EDIT: Kathiri give the opinion which says its not allowed, which has clearly been debunked by Shaykh Albani. The very least we can say is that there is difference of opinion.

 

 

 

For a good understanding of the Sunnah, it is important to reconcile sahih (authentic) hadiths that appear contradictory in that, at first glance, their textual meanings are at variance. It is necessary to combine some of them with others, and place each in its correct place, so that they harmonize and do not differ, so that they complement and do not contradict. We do not do so for weakly supported texts except as a voluntary service or act where there is no requirement or duty to do that.

For example, the hadith of Abu Hurayrah: “God’s Messenger condemned women visitors to the graves”. Ahmad ibn Hanbal and Ibn Majah narrated it, also al-Tirmidhi who called in hasan and sahih, and Ibn Hibban narrated it in his Sahih. Supporting that is what has come in other hadiths prohibiting women following funeral processions, from the import of which is derived the prohibition of women visiting the graves.

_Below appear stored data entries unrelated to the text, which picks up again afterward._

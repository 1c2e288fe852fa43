//! HTTP mapping for the shared error taxonomy.

use axum::http::StatusCode;
use axum::response::{IntoResponse, Response};
use axum::Json;
use sensoria_core::{Error, ErrorKind};

/// Wrapper so core errors convert straight into responses.
#[derive(Debug)]
pub struct ApiError(pub Error);

impl From<Error> for ApiError {
    fn from(err: Error) -> Self {
        Self(err)
    }
}

pub fn status_for(kind: ErrorKind) -> StatusCode {
    match kind {
        ErrorKind::InvalidArgument => StatusCode::BAD_REQUEST,
        ErrorKind::NotFound => StatusCode::NOT_FOUND,
        ErrorKind::Unauthorized => StatusCode::UNAUTHORIZED,
        ErrorKind::QuotaExceeded => StatusCode::TOO_MANY_REQUESTS,
        ErrorKind::Incompatible => StatusCode::UNPROCESSABLE_ENTITY,
        ErrorKind::Timeout => StatusCode::GATEWAY_TIMEOUT,
        ErrorKind::UpstreamUnavailable => StatusCode::BAD_GATEWAY,
        ErrorKind::Internal => StatusCode::INTERNAL_SERVER_ERROR,
    }
}

impl IntoResponse for ApiError {
    fn into_response(self) -> Response {
        let status = status_for(self.0.kind);
        if status.is_server_error() {
            tracing::error!(trace_id = %self.0.trace_id, "request failed: {}", self.0);
        } else {
            tracing::debug!(trace_id = %self.0.trace_id, "request rejected: {}", self.0);
        }
        (status, Json(self.0)).into_response()
    }
}

pub type ApiResult<T> = std::result::Result<T, ApiError>;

In opposition to these hadiths, there are others from which one understands the permissibility for women, as for men, of visiting graves. Among them is his (peace be upon him) saying: “I had forbidden you to visit graves, but [now I say] visit them.” [Hakim]”Visit the graves, for indeed they remind of death.” [Muslim] Women are included in the general permission to visit graves, and in the need of everyone to be reminded of death. Also among these hadiths is what Muslim narrated (and al-Nasai and Ibn Hanbal) from Aishah. She asked: “How shall I address them? (she meant ‘when I visit the graves’). He said: ‘Say: Peace be upon the people of the homes of the believers and the Muslims; and God have mercy on the early-comers among us and the late-comers. And indeed we, if God wills, are catching up with you.'” Another example is what the two Shaikhs (Bukhari and Muslim) have narrated from Anas, that “the Prophet passed by a woman weeping at a grave. So he said: ‘Fear God and be patient.’…” Now, he forbade her anxiety, but he did not forbid her visiting the grave. Another example is narrated by al-Hakim from Fatimah, the daughter of God’s Messenger, that she used to visit the grave of her uncle, Hamzah, every Friday, and she prayed and wept near it.

Moreover, these hadiths demonstrating the permissibility of women visiting graves are more sahih and more common than the hadiths demonstrating the prohibition of it. So combining and reconciling them is possible, in this way: one can interpret the ‘condemnation’ mentioned in the hadith as warning against wailing, and the like which may apply to both men and women. If reconciling two (or more) hadiths contradictory in outward sense is not possible, then one may resort to preference between them.